Culture 15.11.2013

Quand le vitrail mobilise tout un département

Avec plus de 27 000 visiteurs depuis son ouverture fin juin, la cité du vitrail à Troyes s’installe peu à peu dans le paysage culturel du département de l’Aube. Communes, associations, acteurs du tourisme et autres partenaires, tous se mobilisent pour organiser des animations attrayantes et de qualité sur ce thème ancestral. Par ailleurs, une centaine de bénévoles ont d’ores et déjà été formés au vitrail pour faire partager leur passion aux visiteurs des églises. Bref tout un département est de nouveau mobilisé autour de son patrimoine.

Située au cœur de la capitale historique de la Champagne, la cité du vitrail a été inaugurée en juin dernier. Installé dans l’enceinte de l’Hôtel-Dieu-le-Comte, remarquable ensemble XVIIIe, elle s’inscrit sur un itinéraire naturel entre la cathédrale et la basilique Saint-Urbain, aux prestigieux vitraux. L’ancienne grange qu’elle occupe a été entièrement restaurée par le Conseil général de l’Aube, en 2013. La Cité du vitrail achève ainsi la métamorphose d’un quartier prisé des touristes, le long des quais du canal de la Haute-Seine.

L’ouverture de la Cité du vitrail s’inscrit dans la continuité de nombreuses actions conduites par le Conseil général de l’Aube ces dernières années et s’appuie sur une base scientifique solide. « C’est la condition pour que les habitants s’approprient leur patrimoine et pour pouvoir tenir un discours crédible dans la durée, y compris à l’extérieur de l’Aube.

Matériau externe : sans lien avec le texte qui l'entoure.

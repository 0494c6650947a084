//! Interactions

mod differential_geometry;

pub use differential_geometry::*;
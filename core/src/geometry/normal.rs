//! 3-D normals

use super::common::*;
use super::Vector3;
use crate::base::Float;
use num_traits::Num;
use std::fmt;
use std::ops::Neg;

/// A 3-D normal containing numeric values.
///
/// Normals are kept apart from vectors because they transform differently
/// under non-orthogonal linear transforms.
#[derive(Copy, Clone, Debug, Default, PartialEq)]
pub struct Normal3<T> {
    /// X-coordinate.
    pub x: T,

    /// Y-coordinate.
    pub y: T,

    /// Z-coordinate.
    pub z: T,
}

/// 3-D normal containing `Float` values.
pub type Normal3f = Normal3<Float>;

impl<T: Num> Normal3<T> {
    /// Creates a new 3-D normal.
    ///
    /// * `x` - X-coordinate.
    /// * `y` - Y-coordinate.
    /// * `z` - Z-coordinate.
    pub fn new(x: T, y: T, z: T) -> Self {
        Self { x, y, z }
    }
}

impl<T: Num + Neg<Output = T> + PartialOrd + Copy> Dot<Vector3<T>> for Normal3<T> {
    type Output = T;

    /// Returns the dot product with another vector.
    ///
    /// * `other` - The other vector.
    fn dot(&self, other: &Vector3<T>) -> T {
        self.x * other.x + self.y * other.y + self.z * other.z
    }
}

impl<T: Num + Neg<Output = T>> Neg for Normal3<T> {
    type Output = Self;

    /// Flip the normal's direction (scale by -1).
    fn neg(self) -> Self::Output {
        Self::Output::new(-self.x, -self.y, -self.z)
    }
}

impl<T> From<Vector3<T>> for Normal3<T> {
    /// Convert a 3-D vector to a 3-D normal.
    ///
    /// * `v` - 3-D vector.
    fn from(v: Vector3<T>) -> Self {
        Self {
            x: v.x,
            y: v.y,
            z: v.z,
        }
    }
}

impl<T: fmt::Display> fmt::Display for Normal3<T> {
    /// Formats the value using the given formatter.
    ///
    /// * `f` - Formatter.
    fn fmt(&self, f: &mut fmt::Formatter<'_>) -> fmt::Result {
        write!(f, "({}, {}, {})", self.x, self.y, self.z)
    }
}

// ----------------------------------------------------------------------------
// Tests
// ----------------------------------------------------------------------------
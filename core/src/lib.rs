//! Shading core: linear transforms and diffuse scattering models.

extern crate bitflags;
#[macro_use]
extern crate hexf;
#[macro_use]
extern crate log;

// Re-export.
pub mod base;
pub mod geometry;
pub mod interaction;
pub mod reflection;
pub mod sampling;
pub mod spectrum;
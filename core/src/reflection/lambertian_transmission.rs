//! Lambertian Transmission

use super::*;

/// BTDF for the Lambertian model for perfect transmissive surfaces that
/// scatters incident illumination equally through a surface in all
/// directions.
#[derive(Copy, Clone, Debug, PartialEq)]
pub struct LambertianTransmission {
    /// BxDF type.
    bxdf_type: BxDFType,

    /// Normal on the side light leaves from. Light transmits into the
    /// hemisphere about `-n`.
    n: Normal3f,

    /// Transmission spectrum which gives the fraction of incident light that
    /// is scattered through the surface.
    t: Spectrum,
}

impl LambertianTransmission {
    /// Create a new instance of `LambertianTransmission`.
    ///
    /// * `n` - Normal on the side light leaves from.
    /// * `t` - Transmission spectrum which gives the fraction of incident
    ///         light that is scattered through the surface.
    pub fn new(n: Normal3f, t: Spectrum) -> Self {
        Self {
            bxdf_type: BxDFType::BSDF_TRANSMISSION | BxDFType::BSDF_DIFFUSE,
            n,
            t,
        }
    }

    /// Returns the BxDF type.
    pub fn get_type(&self) -> BxDFType {
        self.bxdf_type
    }

    /// Returns the value of the distribution function for the given pair of
    /// directions. Directions on the same side of the geometric surface as
    /// its normal receive nothing.
    ///
    /// * `wo` - Outgoing direction.
    /// * `dg` - Differential geometry at the shading point.
    /// * `wi` - Incident direction.
    pub fn f(&self, _wo: &Vector3f, dg: &DifferentialGeometry, wi: &Vector3f) -> Spectrum {
        if wi.dot(&-dg.ng) <= 0.0 {
            return Spectrum::ZERO;
        }
        self.t * (INV_PI * max(0.0, wi.dot(&-self.n)))
    }

    /// Samples a cosine-weighted direction about `-n`.
    ///
    /// * `wo` - Outgoing direction.
    /// * `dg` - Differential geometry at the shading point.
    /// * `u`  - The 2D uniform random values.
    pub fn sample_f(&self, wo: &Vector3f, dg: &DifferentialGeometry, u: &Point2f) -> BxDFSample {
        let s = cosine_sample_hemisphere_about(u, &-Vector3::from(self.n));
        BxDFSample::new(self.f(wo, dg, &s.wi), s.pdf, s.wi, self.bxdf_type)
    }

    /// Evaluates the PDF for the sampling method.
    ///
    /// * `wo` - Outgoing direction.
    /// * `dg` - Differential geometry at the shading point.
    /// * `wi` - Incident direction.
    pub fn pdf(&self, _wo: &Vector3f, _dg: &DifferentialGeometry, wi: &Vector3f) -> Float {
        cosine_hemisphere_pdf_about(wi, &-Vector3::from(self.n))
    }
}

impl fmt::Display for LambertianTransmission {
    /// Formats the value using the given formatter.
    fn fmt(&self, f: &mut fmt::Formatter<'_>) -> fmt::Result {
        write!(
            f,
            "LambertianTransmission {{ bxdf_type: {}, n: {}, t: {} }}",
            self.bxdf_type, self.n, self.t
        )
    }
}

#[cfg(test)]
mod tests {
    use super::*;
    use float_cmp::*;
    use proptest::prelude::*;

    crate::prop_unit_vector3!(unit_vector3, Float);
    crate::prop_point2!(sample_point, Float, 0.0..1.0 as Float, 0.0..1.0 as Float);

    fn tilted() -> (DifferentialGeometry, Normal3f) {
        let ng = Normal3::new(0.0, 0.0, 1.0);
        let n = Normal3::from(
            Matrix3x3::rotate(&Vector3::x_axis(), radians(30.0))
                .transform_vector(&Vector3::z_axis()),
        );
        (DifferentialGeometry::from_normal(ng), n)
    }

    #[test]
    fn straight_through_is_transmittance_over_pi() {
        let dg = DifferentialGeometry::from_normal(Normal3::new(0.0, 0.0, 1.0));
        let model = LambertianTransmission::new(dg.ng, Spectrum::ONE);
        let wi = Vector3::new(0.0, 0.0, -1.0);
        assert_eq!(model.f(&wi, &dg, &wi), Spectrum::new(INV_PI));
        assert_eq!(model.f(&wi, &dg, &-wi), Spectrum::ZERO);
    }

    #[test]
    fn display() {
        let model = LambertianTransmission::new(Normal3::new(0.0, 0.0, 1.0), Spectrum::new(0.5));
        assert_eq!(
            format!("{}", model),
            "LambertianTransmission { bxdf_type: BSDF_TRANSMISSION | BSDF_DIFFUSE, \
             n: (0, 0, 1), t: [0.5, 0.5, 0.5] }"
        );
    }

    proptest! {
        #[test]
        fn zero_on_the_geometric_side(wo in unit_vector3(), wi in unit_vector3()) {
            let (dg, n) = tilted();
            let model = LambertianTransmission::new(n, Spectrum::new(0.7));
            let f = model.f(&wo, &dg, &wi);
            if wi.dot(&-dg.ng) <= 0.0 {
                prop_assert!(f.is_black());
            } else {
                let expected = 0.7 * INV_PI * max(0.0, wi.dot(&-n));
                prop_assert!(approx_eq!(Float, f[0], expected, epsilon = 1e-6));
            }
        }

        #[test]
        fn sample_matches_f_and_pdf(wo in unit_vector3(), u in sample_point()) {
            let (dg, n) = tilted();
            let model = LambertianTransmission::new(n, Spectrum::new(0.7));
            let s = model.sample_f(&wo, &dg, &u);
            prop_assert_eq!(s.f, model.f(&wo, &dg, &s.wi));
            prop_assert_eq!(s.pdf, model.pdf(&wo, &dg, &s.wi));
            prop_assert!(s.wi.dot(&n) <= 1e-5);
            if !s.f.is_black() {
                prop_assert!(s.pdf > 0.0);
            }
        }
    }
}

Et cela fonctionne » se félicite Philippe Adnot, le président du Conseil général.

Afin d’accompagner les communes, offices de tourisme et associations qui font visiter les églises, le Conseil général a formé plus d’une centaine de bénévoles au cours du printemps 2013 : cours magistral à la direction Archives & patrimoine, puis travaux pratiques avec le recteur de la cathédrale de Troyes. Ainsi pourront se transmettre, au plus grand nombre, les clés de lecture du vitrail…

La cité du vitrail est appelée à se développer. Il s’agit de la première étape d’un ambitieux projet scientifique, culturel et touristique conduit par le Conseil général de l’Aube. À terme, elle doit s’installer dans une aile inoccupée de l’Hôtel-Dieu, encore à aménager. Les années qui viennent doivent faire connaître le projet, mobiliser les habitants de l’Aube, et convaincre partenaires et mécènes de s’engager.